Adjusting to the new schedule has actually been harder than I thought. I’ve started to wonder if I’m actually not as driven as I thought I was. My days have always been so scheduled and now they aren’t. Sometimes I just don’t really want to do anything. I’ll sit on my couch with coffee, zoning out a bit. Or I’ll cook and clean. And then I end up doing a bunch of work on the weekend, or staying up really late getting things done. I’m a night owl by nature, though… I’ve always been more productive at night. It’s all just so weird. I’ve been working corporate jobs for twelve years now. Plus some internships and working two days a week through college. This whole freedom thing is going to be an adjustment.
The weirdest parts…
Time. It’s sort of funny because I will have these pangs of nervousness where I think I should be doing something, think I should be rushing to the next thing.. and then slowly realize it’s actually okay to be doing things at a slower pace. The first time it happened was at a breakfast meeting on Tuesday morning. The check was taking longer than it should have to come and I started to get nervous. The second time, I was walking home from a midday workout class with my friend Lydia… and I got that same feeling like – oh crap, I really need to get back to my desk. Both times, it was such a weird feeling like oh, wait… no I don’t actually need to rush right now.
Meetings. Bloggers get ridiculed for talking about all of the meetings they have but I will vouch that it’s true. We have a lot of meetings. I never had time for meetings when I had a full time job, but it’s really nice being able to go to breakfast with that PR person you email with several times a week… or to go to one of your favorite designers showrooms to see the clothes. Meetings are quite frankly, a luxury, at this point – and one that I feel thankful for… but they are also important. I’ve always found that with business in general, (for both my day job and my blog) relationships are the most important thing. Getting to strengthen those relationships with face to face contact as opposed to emails + conference calls is really helpful. (It’s also good to get out of the house and put pants on.)
Money. Alas, where time is no longer the problem, I do worry about money. A lot. I struggled financially a lot in my twenties but in my thirties got to a nice place where I’d paid off all of my debt and could buy nice things and still save. I saved a LOT before making the switch to freelance and will have money coming in pretty consistently, but it is still scary.
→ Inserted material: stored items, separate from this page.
//! Helpers shared by the perf report binary and the criterion benches.

use dermis_icc::{LayerRing, ProcessRegistry, RegistryError, ResourceRegistry, RingConfig};
use dermis_types::LayerId;
use serde::Serialize;
use std::sync::Arc;
use std::time::Instant;

/// Nearest-rank percentiles of a sample set, in the samples' unit.
#[derive(Debug, Clone, Copy, PartialEq, Serialize)]
pub struct Percentiles {
    pub count: usize,
    pub min: u64,
    pub p50: u64,
    pub p90: u64,
    pub p99: u64,
    pub max: u64,
    pub mean: f64,
}

impl Percentiles {
    /// `None` for an empty set. Sorts `samples` in place.
    pub fn of(samples: &mut [u64]) -> Option<Self> {
        samples.sort_unstable();
        let (&min, &max) = (samples.first()?, samples.last()?);
        let at = |pct: usize| samples[(samples.len() - 1) * pct / 100];
        let total: u128 = samples.iter().map(|&s| u128::from(s)).sum();
        Some(Self {
            count: samples.len(),
            min,
            p50: at(50),
            p90: at(90),
            p99: at(99),
            max,
            mean: total as f64 / samples.len() as f64,
        })
    }
}

/// One named row of the report.
#[derive(Debug, Clone, Serialize)]
pub struct Measurement {
    pub name: String,
    pub unit: &'static str,
    pub stats: Percentiles,
}

impl Measurement {
    pub fn print(&self) {
        let s = &self.stats;
        println!(
            "  {:<32} p50 {:>8}  p90 {:>8}  p99 {:>8}  max {:>9}  {}",
            self.name, s.p50, s.p90, s.p99, s.max, self.unit
        );
    }
}

/// Time `rounds` rounds of `calls` calls to `f`; one extra round warms up.
/// Each sample is the mean ns per call of its round.
pub fn time_per_call(name: &str, rounds: usize, calls: usize, mut f: impl FnMut()) -> Option<Measurement> {
    let calls = calls.max(1);
    let mut samples = Vec::with_capacity(rounds);
    for round in 0..=rounds {
        let t0 = Instant::now();
        (0..calls).for_each(|_| f());
        if round > 0 {
            samples.push((t0.elapsed().as_nanos() / calls as u128) as u64);
        }
    }
    Some(Measurement {
        name: name.to_owned(),
        unit: "ns/call",
        stats: Percentiles::of(&mut samples)?,
    })
}

/// Contention counters of one writer/reader pair on a ring.
#[derive(Debug, Clone, Copy, Default, PartialEq, Eq, Serialize)]
pub struct RingCounters {
    /// Swaps the writer could not make in time.
    pub swap_skips: u64,
    /// Non-blocking reader locks lost to a concurrent swap.
    pub retries: u64,
    /// Reads that found only an older frame.
    pub stale: u64,
    /// Reader swap-protection estimate at the end of the run.
    pub protection_ns: u64,
}

impl RingCounters {
    pub fn print(&self) {
        println!(
            "  swap skips {}   retries {}   stale {}   protection {} ns",
            self.swap_skips, self.retries, self.stale, self.protection_ns
        );
    }
}

/// A fresh in-process ring for layer 0, not paused.
pub fn make_ring(buffers: usize, sensors: usize, rate_hz: u32) -> Result<Arc<LayerRing>, RegistryError> {
    let registry: Arc<dyn ResourceRegistry> = ProcessRegistry::new();
    let ring = LayerRing::create(&registry, LayerId(0), RingConfig::new(buffers, sensors, rate_hz))?;
    ring.set_paused(false);
    Ok(Arc::new(ring))
}

pub fn section(title: &str) {
    println!("\n== {title}");
}
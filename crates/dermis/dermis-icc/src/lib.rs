//! Buffer rings shared between one layer writer and many readers.
//!
//! Each layer owns a region holding a [`shm_layout::LayerHeader`] and
//! `buffer_count` slots of sensor responses. Every slot has a named rw-lock:
//! the writer keeps the slot it fills write-locked and swaps to another one
//! it can lock; readers share-lock the slot they read. All regions and locks
//! are created and attached through a [`ResourceRegistry`].

mod predictor;
mod reader;
mod registry;
mod ring;
pub mod shm_layout;
mod writer;

pub use predictor::{PROTECTION_SEED, SwapPredictor, WRITE_ESTIMATE_SEED};
pub use reader::{FrameView, ReadStatus, RingReader};
pub use registry::{ProcessRegistry, RegistryError, ResourceRegistry};
pub use ring::{LayerRing, NAME_PREFIX, RingConfig, layer_region_name, name_char, slot_lock_name};
pub use writer::{RingWriter, SWAP_MARGIN, SlotWriter};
Something I didn’t realize while I was still full time is how different it feels when you don’t have a guaranteed revenue stream coming every month. My friend Felicia shared this article, which I thought was pretty smart and straightforward. Basically, I’m just trying to lower my overhead as much as possible. So there have been some rules put in place. No more cabs, cutting back on my spendy Soul Cycle + green juice habits, and cooking a ton. The cabs thing has been critical. It’s the easiest way to waste money. Now I have an unlimited subway pass and in two weeks time already feel like I know my way around the city much better than before. Getting from place to place has become an adventure. I have to budget a bit more time but I like being more active, walking more… etc. I don’t miss cabs (or spending all of that money) a bit.
So yeah, there are some worries, some anxiety, some feeling lost + lazy… but I wouldn’t change a thing. In the meantime, I’m just working on getting back to normal, adjusting to a slower pace of life, and learning to savor the little moments instead of constantly rushing from one thing to the next.